The tyranny of distance in the Pacific is absolute. A cutter traveling from Alameda to American Samoa takes ten days. In that theater, presence is deterrence. When Admiral Brown visited Tonga and observed large structures built by the Chinese government, that was not a peripheral observation, it was a direct indicator of rival influence expanding into Oceania. Without enduring Coast Guard presence, that kind of strategic encroachment faces no credible pushback below the threshold of military confrontation.

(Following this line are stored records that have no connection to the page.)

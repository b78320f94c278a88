//! Structured run logger

use crate::core::registry_id::RegistryId;
use crate::core::step::BrickConfig;
use serde::{Deserialize, Serialize};
use tracing::{debug, error, info, warn};
use uuid::Uuid;

/// Where a log line came from
#[derive(Debug, Clone, Default, PartialEq, Serialize, Deserialize)]
#[serde(rename_all = "camelCase")]
pub struct LogContext {
    #[serde(default, skip_serializing_if = "Option::is_none")]
    pub run_id: Option<Uuid>,
    #[serde(default, skip_serializing_if = "Option::is_none")]
    pub mod_id: Option<RegistryId>,
    #[serde(default, skip_serializing_if = "Option::is_none")]
    pub mod_component_id: Option<Uuid>,
    #[serde(default, skip_serializing_if = "Option::is_none")]
    pub brick_id: Option<RegistryId>,
    #[serde(default, skip_serializing_if = "Option::is_none")]
    pub instance_id: Option<Uuid>,
    #[serde(default, skip_serializing_if = "Option::is_none")]
    pub label: Option<String>,
}

impl LogContext {
    /// Fields set in `other` override fields set here
    pub fn merge(&self, other: &LogContext) -> LogContext {
        LogContext {
            run_id: other.run_id.or(self.run_id),
            mod_id: other.mod_id.clone().or_else(|| self.mod_id.clone()),
            mod_component_id: other.mod_component_id.or(self.mod_component_id),
            brick_id: other.brick_id.clone().or_else(|| self.brick_id.clone()),
            instance_id: other.instance_id.or(self.instance_id),
            label: other.label.clone().or_else(|| self.label.clone()),
        }
    }
}

/// Logger carrying a [`LogContext`]; emits `tracing` events
#[derive(Debug, Clone, Default)]
pub struct RunLogger {
    context: LogContext,
}

impl RunLogger {
    pub fn new(context: LogContext) -> Self {
        Self { context }
    }

    /// Logger for a fresh run id
    pub fn for_run(run_id: Uuid) -> Self {
        Self::new(LogContext {
            run_id: Some(run_id),
            ..LogContext::default()
        })
    }

    pub fn context(&self) -> &LogContext {
        &self.context
    }

    pub fn run_id(&self) -> Option<Uuid> {
        self.context.run_id
    }

    /// Child logger with a refined context
    pub fn child(&self, context: LogContext) -> Self {
        Self::new(self.context.merge(&context))
    }

    /// Child logger for one step
    pub fn for_step(&self, step: &BrickConfig) -> Self {
        self.child(LogContext {
            brick_id: Some(step.id.clone()),
            instance_id: step.instance_id,
            label: step.label.clone(),
            ..LogContext::default()
        })
    }

    fn brick(&self) -> &str {
        self.context.brick_id.as_ref().map(|id| id.as_str()).unwrap_or("-")
    }

    pub fn debug(&self, message: &str) {
        debug!(run_id = ?self.context.run_id, brick_id = self.brick(), "{}", message);
    }

    pub fn info(&self, message: &str) {
        info!(run_id = ?self.context.run_id, brick_id = self.brick(), "{}", message);
    }

    pub fn warn(&self, message: &str) {
        warn!(run_id = ?self.context.run_id, brick_id = self.brick(), "{}", message);
    }

    pub fn error(&self, message: &str) {
        error!(run_id = ?self.context.run_id, brick_id = self.brick(), "{}", message);
    }
}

The Arctic tells a similar story. Russia maintains a fleet of more than 40 icebreakers. The United States has three, with only one fully operational heavy breaker. The strategic exposure this creates is not abstract. A catastrophic maritime incident, a cruise ship mishap in the Bering Sea with a thousand passengers, in a region where no response infrastructure exists would be a national catastrophe. The U.S. remains roughly a decade behind Canada and Russia in Arctic infrastructure development. That gap did not open overnight, and it will not close without sustained, deliberate investment.

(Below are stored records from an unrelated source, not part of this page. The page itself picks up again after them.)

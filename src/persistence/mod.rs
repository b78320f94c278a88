//! Mod state persistence
//!
//! The runtime only reads mod state when materialising `@mod`; writes go
//! through the state bricks. Concurrent writers race with last-write-wins.

#[cfg(feature = "sqlite")]
pub mod store;

#[cfg(feature = "sqlite")]
pub use store::SqliteStateStore;

use crate::core::registry_id::RegistryId;
use anyhow::Result;
use serde::{Deserialize, Serialize};
use serde_json::{Map, Value};
use std::collections::HashMap;
use std::fmt;
use uuid::Uuid;

/// Which slice of state a read or write addresses
#[derive(Debug, Clone, Copy, PartialEq, Eq, Hash, Default, Serialize, Deserialize)]
#[serde(rename_all = "lowercase")]
pub enum StateNamespace {
    /// Shared by every component of the same mod
    #[default]
    Mod,
    /// Visible only to one mod component
    Private,
    /// Shared by everything on the page
    Shared,
}

impl fmt::Display for StateNamespace {
    fn fmt(&self, f: &mut fmt::Formatter<'_>) -> fmt::Result {
        match self {
            StateNamespace::Mod => write!(f, "mod"),
            StateNamespace::Private => write!(f, "private"),
            StateNamespace::Shared => write!(f, "shared"),
        }
    }
}

impl std::str::FromStr for StateNamespace {
    type Err = String;

    fn from_str(s: &str) -> std::result::Result<Self, Self::Err> {
        match s {
            "mod" | "blueprint" => Ok(StateNamespace::Mod),
            "private" | "extension" => Ok(StateNamespace::Private),
            "shared" => Ok(StateNamespace::Shared),
            other => Err(format!("Unknown state namespace: {}", other)),
        }
    }
}

/// How new data combines with existing state
#[derive(Debug, Clone, Copy, PartialEq, Eq, Default, Serialize, Deserialize)]
#[serde(rename_all = "lowercase")]
pub enum MergeStrategy {
    Replace,
    #[default]
    Shallow,
    Deep,
}

/// Identifies the mod component a run belongs to
#[derive(Debug, Clone, Default, PartialEq, Eq, Serialize, Deserialize)]
#[serde(rename_all = "camelCase")]
pub struct ModComponentRef {
    /// Owning mod, absent for standalone components
    pub mod_id: Option<RegistryId>,
    pub mod_component_id: Uuid,
    pub starter_brick_id: Option<RegistryId>,
}

impl ModComponentRef {
    pub fn new(mod_id: Option<RegistryId>) -> Self {
        Self {
            mod_id,
            mod_component_id: Uuid::new_v4(),
            starter_brick_id: None,
        }
    }
}

/// Storage key for a namespace/component pair
pub fn state_key(namespace: StateNamespace, mod_component: &ModComponentRef) -> String {
    match namespace {
        StateNamespace::Shared => "shared".to_string(),
        StateNamespace::Private => format!("private:{}", mod_component.mod_component_id),
        StateNamespace::Mod => match &mod_component.mod_id {
            Some(mod_id) => format!("mod:{}", mod_id),
            // Standalone components have no mod to share with
            None => format!("private:{}", mod_component.mod_component_id),
        },
    }
}

/// Combine `data` into `previous` according to `strategy`
pub fn merge_state(previous: &Value, data: Value, strategy: MergeStrategy) -> Value {
    match strategy {
        MergeStrategy::Replace => data,
        MergeStrategy::Shallow => match (previous, data) {
            (Value::Object(previous), Value::Object(data)) => {
                let mut merged = previous.clone();
                merged.extend(data);
                Value::Object(merged)
            }
            (_, data) => data,
        },
        MergeStrategy::Deep => deep_merge(previous, data),
    }
}

fn deep_merge(previous: &Value, data: Value) -> Value {
    match (previous, data) {
        (Value::Object(previous), Value::Object(data)) => {
            let mut merged: Map<String, Value> = previous.clone();
            for (key, value) in data {
                let combined = match merged.get(&key) {
                    Some(existing) => deep_merge(existing, value),
                    None => value,
                };
                merged.insert(key, combined);
            }
            Value::Object(merged)
        }
        (_, data) => data,
    }
}

/// Backend for mod/page state
#[async_trait::async_trait]
pub trait ModStateStore: Send + Sync {
    /// Current state, `{}` when nothing was stored
    async fn get_state(
        &self,
        namespace: StateNamespace,
        mod_component: &ModComponentRef,
    ) -> Result<Value>;

    /// Merge `data` into the stored state and return the new state
    async fn set_state(
        &self,
        namespace: StateNamespace,
        data: Value,
        merge_strategy: MergeStrategy,
        mod_component: &ModComponentRef,
    ) -> Result<Value>;
}

/// In-memory state store (for tests or ephemeral runs)
pub struct InMemoryStateStore {
    states: tokio::sync::RwLock<HashMap<String, Value>>,
}

impl InMemoryStateStore {
    pub fn new() -> Self {
        Self {
            states: tokio::sync::RwLock::new(HashMap::new()),
        }
    }
}

impl Default for InMemoryStateStore {
    fn default() -> Self {
        Self::new()
    }
}

#[async_trait::async_trait]
impl ModStateStore for InMemoryStateStore {
    async fn get_state(
        &self,
        namespace: StateNamespace,
        mod_component: &ModComponentRef,
    ) -> Result<Value> {
        let states = self.states.read().await;
        Ok(states
            .get(&state_key(namespace, mod_component))
            .cloned()
            .unwrap_or_else(|| Value::Object(Map::new())))
    }

    async fn set_state(
        &self,
        namespace: StateNamespace,
        data: Value,
        merge_strategy: MergeStrategy,
        mod_component: &ModComponentRef,
    ) -> Result<Value> {
        let key = state_key(namespace, mod_component);
        let mut states = self.states.write().await;
        let previous = states.get(&key).cloned().unwrap_or_else(|| Value::Object(Map::new()));
        let next = merge_state(&previous, data, merge_strategy);
        states.insert(key, next.clone());
        Ok(next)
    }
}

From Crisis Management to Chaos Management

The conceptual framework I have used across much of my recent analytical work, the distinction between crisis management and chaos management, applies with particular force to the USCG’s situation in the 21st century.

Traditional crisis management operates on an assumption of recoverable equilibrium. A crisis erupts, responses mobilize, the situation is brought back to something resembling the previous state of affairs. That model made a certain kind of sense in a world of discrete events and bounded adversaries.

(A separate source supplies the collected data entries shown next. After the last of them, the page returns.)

//! Test: running YAML pipeline documents

use crate::helpers::*;
use brick_runtime::core::config::PipelineDocument;
use brick_runtime::core::{ApiVersion, ExecutionStatus};
use serde_json::json;
use std::io::Write;

const GREETING: &str = r#"
name: "Greeting"
apiVersion: v3
modId: "@test/greeting"
input:
  name: "World"
  punctuation: "."
options:
  tone: "friendly"
integrations:
  "@crm":
    apiKey: "secret"
pipeline:
  - id: "@pixiebrix/identity"
    outputKey: greeting
    config:
      message:
        __type__: nunjucks
        __value__: "Hello {{ @input.name }}{{ @input.punctuation }}"
  - id: "@pixiebrix/identity"
    config:
      message:
        __type__: var
        __value__: "@greeting.message"
      tone:
        __type__: var
        __value__: "@options.tone"
      key:
        __type__: var
        __value__: "@crm.apiKey"
"#;

#[tokio::test]
async fn test_run_document_with_defaults() {
    let engine = engine_with(vec![]);
    let document = PipelineDocument::from_yaml(GREETING).unwrap();

    let report = engine.run_document(&document, &[], engine.run_options()).await;

    assert_eq!(
        report.result,
        Ok(json!({"message": "Hello World.", "tone": "friendly", "key": "secret"}))
    );
    assert_eq!(report.state.status, ExecutionStatus::Completed);
    assert_eq!(report.state.completed_steps, 2);
}

#[tokio::test]
async fn test_overrides_replace_document_input() {
    let engine = engine_with(vec![]);
    let document = PipelineDocument::from_yaml(GREETING).unwrap();
    let overrides = vec![("name".to_string(), json!("Ada"))];

    let report = engine.run_document(&document, &overrides, engine.run_options()).await;

    assert_eq!(report.result.unwrap()["message"], json!("Hello Ada."));
}

#[tokio::test]
async fn test_v1_document_renders_bare_strings() {
    let yaml = r#"
name: "Legacy"
apiVersion: v1
input:
  name: "Ada"
pipeline:
  - id: "@pixiebrix/identity"
    config:
      greeting: "Hi {{ @input.name }}"
  - id: "@pixiebrix/identity"
    if: "{{ greeting }}"
    config:
      echoed: "{{ greeting }}!"
"#;
    let engine = engine_with(vec![]);
    let document = PipelineDocument::from_yaml(yaml).unwrap();
    assert_eq!(document.api_version, ApiVersion::V1);

    let report = engine.run_document(&document, &[], engine.run_options()).await;

    assert_eq!(report.result, Ok(json!({"echoed": "Hi Ada!"})));
}

#[tokio::test]
async fn test_document_from_file() {
    let mut file = tempfile::NamedTempFile::new().unwrap();
    file.write_all(GREETING.as_bytes()).unwrap();

    let document = PipelineDocument::from_file(file.path()).unwrap();

    assert_eq!(document.name, "Greeting");
    assert_eq!(document.steps().len(), 2);
    assert_eq!(document.mod_id.as_ref().map(|id| id.as_str()), Some("@test/greeting"));
}

#[tokio::test]
async fn test_nested_document_steps_parse() {
    let yaml = r#"
name: "Branching"
input:
  admin: true
pipeline:
  - id: "@pixiebrix/if-else"
    config:
      condition:
        __type__: var
        __value__: "@input.admin"
      if:
        __type__: pipeline
        __value__:
          - id: "@pixiebrix/identity"
            config:
              role: "admin"
      else:
        __type__: pipeline
        __value__:
          - id: "@pixiebrix/identity"
            config:
              role: "user"
"#;
    let engine = engine_with(vec![]);
    let document = PipelineDocument::from_yaml(yaml).unwrap();

    let report = engine.run_document(&document, &[], engine.run_options()).await;

    assert_eq!(report.result, Ok(json!({"role": "admin"})));
    assert_eq!(report.trace.len(), 2);
}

That is not the world the Coast Guard operates in. Transnational threats — illegal fishing, human trafficking, drug flows, gray zone maritime competition — are not crises to be resolved. They are permanent features of the maritime environment. The Coast Guard’s challenge is not to restore equilibrium but to build adaptive capacity that can manage persistent complexity. Chaos management requires different organizational habits, different resource strategies, and different metrics of success than crisis management does.

The Book’s Core Argument

Always Ready, Persistently Under-Resourced traces the USCG’s 21st-century history through the practitioner voices that have shaped it — Commandants, area and district commanders, logistics officers, acquisition professionals, the men and women flying and sailing these platforms in demanding conditions. The interviews and analysis span roughly 2002 to 2016, with updated assessment of where the service stands today.

The book is dedicated to Rear Admiral Ed Gilbert, retired, one of the founders of the Deepwater approach and one of the most respected senior USCG officers of his generation. Ed understood better than almost anyone I have known the difficult space the Coast Guard inhabits between defense and diplomacy, between crisis and calm, between the inherited tradition of maritime service and the evolving demands of 21st-century security. Many of the insights in this book trace back to conversations with him over years of visits to Coast Guard facilities, platforms, and commands.

The conclusion I reach is not complicated, though it is uncomfortable. The Coast Guard’s strategic value has never been higher. Its relevance to the full spectrum of American security challenges from Arctic access to Indo-Pacific gray zone competition to Caribbean drug interdiction to domestic disaster response is demonstrably greater than at any point in the service’s modern history.

And yet the resource trajectory has not matched that strategic reality. Platform recapitalization continues to lag. Shore infrastructure deteriorates. Mission focus swings with each administration without commensurate investment. Personnel face demands that consistently exceed available support.

The nation is, in effect, asking the Coast Guard to be always ready while persistently under-resourcing it to fulfill that obligation. That is a strategic choice, whether or not it is recognized as one.

My book is an argument grounded in two decades of practitioner interviews and operational observation that it is time to make a different choice.

The Coast Guard’s story is, in many ways, America’s security story in the 21st century: ambitious in scope, constrained in resources, adapting continuously, essential always.